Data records
-----

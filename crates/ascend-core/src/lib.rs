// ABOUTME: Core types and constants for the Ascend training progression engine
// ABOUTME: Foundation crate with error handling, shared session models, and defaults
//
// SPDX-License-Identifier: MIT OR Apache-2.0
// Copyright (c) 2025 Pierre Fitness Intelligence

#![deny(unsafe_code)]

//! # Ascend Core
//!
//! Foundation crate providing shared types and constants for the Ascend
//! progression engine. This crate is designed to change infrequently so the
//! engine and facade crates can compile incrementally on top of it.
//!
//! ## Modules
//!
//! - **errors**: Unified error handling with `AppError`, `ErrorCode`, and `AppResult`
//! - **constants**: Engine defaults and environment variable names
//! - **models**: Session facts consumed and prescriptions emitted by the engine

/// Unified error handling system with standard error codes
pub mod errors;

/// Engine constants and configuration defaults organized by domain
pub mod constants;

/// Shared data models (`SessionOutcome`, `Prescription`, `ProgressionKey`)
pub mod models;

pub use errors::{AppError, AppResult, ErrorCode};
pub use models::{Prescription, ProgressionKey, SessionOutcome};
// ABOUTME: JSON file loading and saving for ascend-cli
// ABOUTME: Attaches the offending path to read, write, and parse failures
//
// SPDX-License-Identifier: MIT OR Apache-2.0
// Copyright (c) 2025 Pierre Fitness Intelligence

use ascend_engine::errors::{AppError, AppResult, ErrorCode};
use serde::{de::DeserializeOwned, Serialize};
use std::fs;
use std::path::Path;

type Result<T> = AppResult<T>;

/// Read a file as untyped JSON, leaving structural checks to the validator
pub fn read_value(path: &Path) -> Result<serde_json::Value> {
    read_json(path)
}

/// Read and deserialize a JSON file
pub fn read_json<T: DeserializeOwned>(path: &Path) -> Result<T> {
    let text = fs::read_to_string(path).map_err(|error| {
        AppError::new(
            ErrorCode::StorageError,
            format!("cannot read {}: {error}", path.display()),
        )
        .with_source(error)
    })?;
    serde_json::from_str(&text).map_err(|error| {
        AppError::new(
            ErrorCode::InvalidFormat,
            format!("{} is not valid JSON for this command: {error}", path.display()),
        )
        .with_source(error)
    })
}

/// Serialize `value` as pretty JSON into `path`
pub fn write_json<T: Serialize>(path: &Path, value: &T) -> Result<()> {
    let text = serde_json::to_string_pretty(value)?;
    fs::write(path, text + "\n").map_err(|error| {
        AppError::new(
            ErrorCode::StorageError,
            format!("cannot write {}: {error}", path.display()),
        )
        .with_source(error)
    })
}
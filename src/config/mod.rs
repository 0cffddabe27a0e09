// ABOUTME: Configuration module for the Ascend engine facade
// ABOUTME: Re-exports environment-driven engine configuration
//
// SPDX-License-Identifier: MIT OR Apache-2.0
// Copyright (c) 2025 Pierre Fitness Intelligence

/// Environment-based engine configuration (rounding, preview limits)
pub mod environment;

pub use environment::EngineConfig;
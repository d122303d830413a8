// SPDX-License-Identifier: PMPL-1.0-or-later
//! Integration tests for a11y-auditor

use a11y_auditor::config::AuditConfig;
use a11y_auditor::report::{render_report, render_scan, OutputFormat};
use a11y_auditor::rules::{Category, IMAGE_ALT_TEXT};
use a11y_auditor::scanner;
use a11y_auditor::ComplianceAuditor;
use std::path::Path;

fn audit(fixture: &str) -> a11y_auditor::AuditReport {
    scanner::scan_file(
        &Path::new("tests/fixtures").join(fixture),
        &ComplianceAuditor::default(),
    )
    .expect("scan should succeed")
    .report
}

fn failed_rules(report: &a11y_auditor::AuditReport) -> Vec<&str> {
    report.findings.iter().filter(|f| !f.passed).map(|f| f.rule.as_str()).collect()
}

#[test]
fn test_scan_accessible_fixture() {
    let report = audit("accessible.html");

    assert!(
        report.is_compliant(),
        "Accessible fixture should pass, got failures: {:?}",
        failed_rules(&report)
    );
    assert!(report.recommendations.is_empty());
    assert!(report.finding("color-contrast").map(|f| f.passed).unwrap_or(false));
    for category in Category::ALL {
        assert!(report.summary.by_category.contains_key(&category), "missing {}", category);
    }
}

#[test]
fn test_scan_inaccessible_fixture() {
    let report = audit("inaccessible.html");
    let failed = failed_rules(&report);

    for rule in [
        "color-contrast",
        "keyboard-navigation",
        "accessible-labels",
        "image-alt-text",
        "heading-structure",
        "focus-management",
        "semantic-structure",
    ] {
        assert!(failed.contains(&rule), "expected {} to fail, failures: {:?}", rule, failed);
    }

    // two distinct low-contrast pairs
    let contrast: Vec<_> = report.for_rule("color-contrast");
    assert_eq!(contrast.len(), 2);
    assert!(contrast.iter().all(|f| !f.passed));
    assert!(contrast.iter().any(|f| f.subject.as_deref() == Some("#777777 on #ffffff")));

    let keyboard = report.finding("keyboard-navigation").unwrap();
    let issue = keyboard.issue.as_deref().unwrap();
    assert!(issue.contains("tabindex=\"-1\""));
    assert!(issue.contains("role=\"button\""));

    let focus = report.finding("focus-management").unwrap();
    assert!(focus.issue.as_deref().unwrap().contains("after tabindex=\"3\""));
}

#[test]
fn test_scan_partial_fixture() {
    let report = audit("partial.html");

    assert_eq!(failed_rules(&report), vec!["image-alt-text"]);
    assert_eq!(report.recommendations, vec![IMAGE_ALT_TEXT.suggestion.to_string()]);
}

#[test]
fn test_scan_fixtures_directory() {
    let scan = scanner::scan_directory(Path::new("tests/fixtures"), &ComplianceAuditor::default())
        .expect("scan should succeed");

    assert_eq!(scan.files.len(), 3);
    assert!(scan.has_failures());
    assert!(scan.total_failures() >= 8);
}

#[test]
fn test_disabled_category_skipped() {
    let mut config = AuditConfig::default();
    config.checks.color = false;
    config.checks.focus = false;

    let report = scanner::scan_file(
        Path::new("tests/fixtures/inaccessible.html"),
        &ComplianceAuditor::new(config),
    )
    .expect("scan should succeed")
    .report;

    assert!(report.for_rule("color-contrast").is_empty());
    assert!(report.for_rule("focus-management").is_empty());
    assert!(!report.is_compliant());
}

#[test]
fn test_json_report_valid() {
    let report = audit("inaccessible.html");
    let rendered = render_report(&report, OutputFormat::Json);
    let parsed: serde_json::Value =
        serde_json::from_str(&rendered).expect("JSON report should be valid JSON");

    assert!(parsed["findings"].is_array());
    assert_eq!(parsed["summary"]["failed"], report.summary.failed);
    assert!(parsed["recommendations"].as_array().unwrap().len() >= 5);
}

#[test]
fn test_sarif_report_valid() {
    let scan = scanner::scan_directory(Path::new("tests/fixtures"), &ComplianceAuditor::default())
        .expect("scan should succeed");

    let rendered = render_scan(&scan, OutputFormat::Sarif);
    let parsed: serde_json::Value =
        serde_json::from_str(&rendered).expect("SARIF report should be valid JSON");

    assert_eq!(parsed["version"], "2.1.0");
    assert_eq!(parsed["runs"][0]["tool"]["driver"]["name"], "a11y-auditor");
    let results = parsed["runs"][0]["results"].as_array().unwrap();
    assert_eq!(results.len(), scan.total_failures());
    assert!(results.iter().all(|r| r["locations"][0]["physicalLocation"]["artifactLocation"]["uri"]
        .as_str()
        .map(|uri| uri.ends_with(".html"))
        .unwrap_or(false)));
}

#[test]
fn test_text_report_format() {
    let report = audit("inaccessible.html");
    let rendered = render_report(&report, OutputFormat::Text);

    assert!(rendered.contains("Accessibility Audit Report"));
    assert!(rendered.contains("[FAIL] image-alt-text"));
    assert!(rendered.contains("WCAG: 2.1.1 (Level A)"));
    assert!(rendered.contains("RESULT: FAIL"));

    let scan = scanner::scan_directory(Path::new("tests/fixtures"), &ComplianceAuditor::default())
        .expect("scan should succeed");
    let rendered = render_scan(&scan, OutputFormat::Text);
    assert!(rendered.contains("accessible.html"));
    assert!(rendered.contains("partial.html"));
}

-----

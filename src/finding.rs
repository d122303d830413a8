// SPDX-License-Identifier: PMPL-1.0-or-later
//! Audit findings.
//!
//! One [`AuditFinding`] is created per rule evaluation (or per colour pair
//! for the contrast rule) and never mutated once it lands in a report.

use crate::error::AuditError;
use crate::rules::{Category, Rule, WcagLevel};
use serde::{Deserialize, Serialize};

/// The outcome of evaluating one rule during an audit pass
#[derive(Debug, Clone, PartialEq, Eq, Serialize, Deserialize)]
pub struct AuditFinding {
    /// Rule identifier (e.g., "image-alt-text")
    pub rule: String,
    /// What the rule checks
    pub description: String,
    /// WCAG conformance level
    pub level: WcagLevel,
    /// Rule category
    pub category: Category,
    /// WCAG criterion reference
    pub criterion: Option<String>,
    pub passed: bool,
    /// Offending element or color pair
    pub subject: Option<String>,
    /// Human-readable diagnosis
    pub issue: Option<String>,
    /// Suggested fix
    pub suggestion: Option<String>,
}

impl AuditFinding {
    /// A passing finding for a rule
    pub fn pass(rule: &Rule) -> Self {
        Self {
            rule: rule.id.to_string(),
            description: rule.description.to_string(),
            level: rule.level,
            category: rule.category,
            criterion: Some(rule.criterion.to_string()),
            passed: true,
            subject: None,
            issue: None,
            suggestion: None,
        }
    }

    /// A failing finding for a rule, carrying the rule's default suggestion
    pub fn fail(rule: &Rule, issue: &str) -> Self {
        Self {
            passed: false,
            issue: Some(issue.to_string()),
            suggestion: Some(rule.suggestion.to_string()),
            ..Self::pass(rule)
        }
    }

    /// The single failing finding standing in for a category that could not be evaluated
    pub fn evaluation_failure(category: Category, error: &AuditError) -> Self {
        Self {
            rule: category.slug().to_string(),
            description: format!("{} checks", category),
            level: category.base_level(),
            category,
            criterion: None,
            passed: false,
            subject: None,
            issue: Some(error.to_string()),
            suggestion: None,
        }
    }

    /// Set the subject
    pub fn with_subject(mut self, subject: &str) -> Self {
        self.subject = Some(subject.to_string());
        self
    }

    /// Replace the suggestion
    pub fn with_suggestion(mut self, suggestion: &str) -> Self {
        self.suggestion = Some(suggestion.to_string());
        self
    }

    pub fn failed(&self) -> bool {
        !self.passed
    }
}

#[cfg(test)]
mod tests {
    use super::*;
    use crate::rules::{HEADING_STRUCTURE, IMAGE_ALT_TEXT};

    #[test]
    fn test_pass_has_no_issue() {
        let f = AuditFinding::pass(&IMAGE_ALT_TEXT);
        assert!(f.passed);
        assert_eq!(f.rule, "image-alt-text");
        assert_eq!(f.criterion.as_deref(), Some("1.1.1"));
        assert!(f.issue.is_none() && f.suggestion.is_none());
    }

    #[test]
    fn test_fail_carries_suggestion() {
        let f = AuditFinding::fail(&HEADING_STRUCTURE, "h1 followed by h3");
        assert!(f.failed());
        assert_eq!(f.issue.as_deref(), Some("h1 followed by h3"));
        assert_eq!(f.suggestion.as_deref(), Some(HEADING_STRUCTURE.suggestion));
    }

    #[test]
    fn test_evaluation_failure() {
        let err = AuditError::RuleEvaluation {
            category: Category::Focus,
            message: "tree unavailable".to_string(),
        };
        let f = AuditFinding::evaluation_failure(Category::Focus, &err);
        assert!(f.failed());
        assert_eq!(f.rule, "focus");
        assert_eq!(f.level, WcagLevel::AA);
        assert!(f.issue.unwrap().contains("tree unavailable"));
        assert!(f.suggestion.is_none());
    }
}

-----

§ **EXERCISE DESCRIPTION**: Set down, unchanged, only those lines above that fall between the line with "filename crates/ascend-core/src/lib.rs" and the line with "is not valid", the two end lines included.

§ **REPLY**:
filename crates/ascend-core/src/lib.rs
// ABOUTME: Core types and constants for the Ascend training progression engine
// ABOUTME: Foundation crate with error handling, shared session models, and defaults
//
// SPDX-License-Identifier: MIT OR Apache-2.0
// Copyright (c) 2025 Pierre Fitness Intelligence

#![deny(unsafe_code)]

//! # Ascend Core
//!
//! Foundation crate providing shared types and constants for the Ascend
//! progression engine. This crate is designed to change infrequently so the
//! engine and facade crates can compile incrementally on top of it.
//!
//! ## Modules
//!
//! - **errors**: Unified error handling with `AppError`, `ErrorCode`, and `AppResult`
//! - **constants**: Engine defaults and environment variable names
//! - **models**: Session facts consumed and prescriptions emitted by the engine

/// Unified error handling system with standard error codes
pub mod errors;

/// Engine constants and configuration defaults organized by domain
pub mod constants;

/// Shared data models (`SessionOutcome`, `Prescription`, `ProgressionKey`)
pub mod models;

pub use errors::{AppError, AppResult, ErrorCode};
pub use models::{Prescription, ProgressionKey, SessionOutcome};
// ABOUTME: JSON file loading and saving for ascend-cli
// ABOUTME: Attaches the offending path to read, write, and parse failures
//
// SPDX-License-Identifier: MIT OR Apache-2.0
// Copyright (c) 2025 Pierre Fitness Intelligence

use ascend_engine::errors::{AppError, AppResult, ErrorCode};
use serde::{de::DeserializeOwned, Serialize};
use std::fs;
use std::path::Path;

type Result<T> = AppResult<T>;

/// Read a file as untyped JSON, leaving structural checks to the validator
pub fn read_value(path: &Path) -> Result<serde_json::Value> {
    read_json(path)
}

/// Read and deserialize a JSON file
pub fn read_json<T: DeserializeOwned>(path: &Path) -> Result<T> {
    let text = fs::read_to_string(path).map_err(|error| {
        AppError::new(
            ErrorCode::StorageError,
            format!("cannot read {}: {error}", path.display()),
        )
        .with_source(error)
    })?;
    serde_json::from_str(&text).map_err(|error| {
        AppError::new(
            ErrorCode::InvalidFormat,
            format!("{} is not valid JSON for this command: {error}", path.display()),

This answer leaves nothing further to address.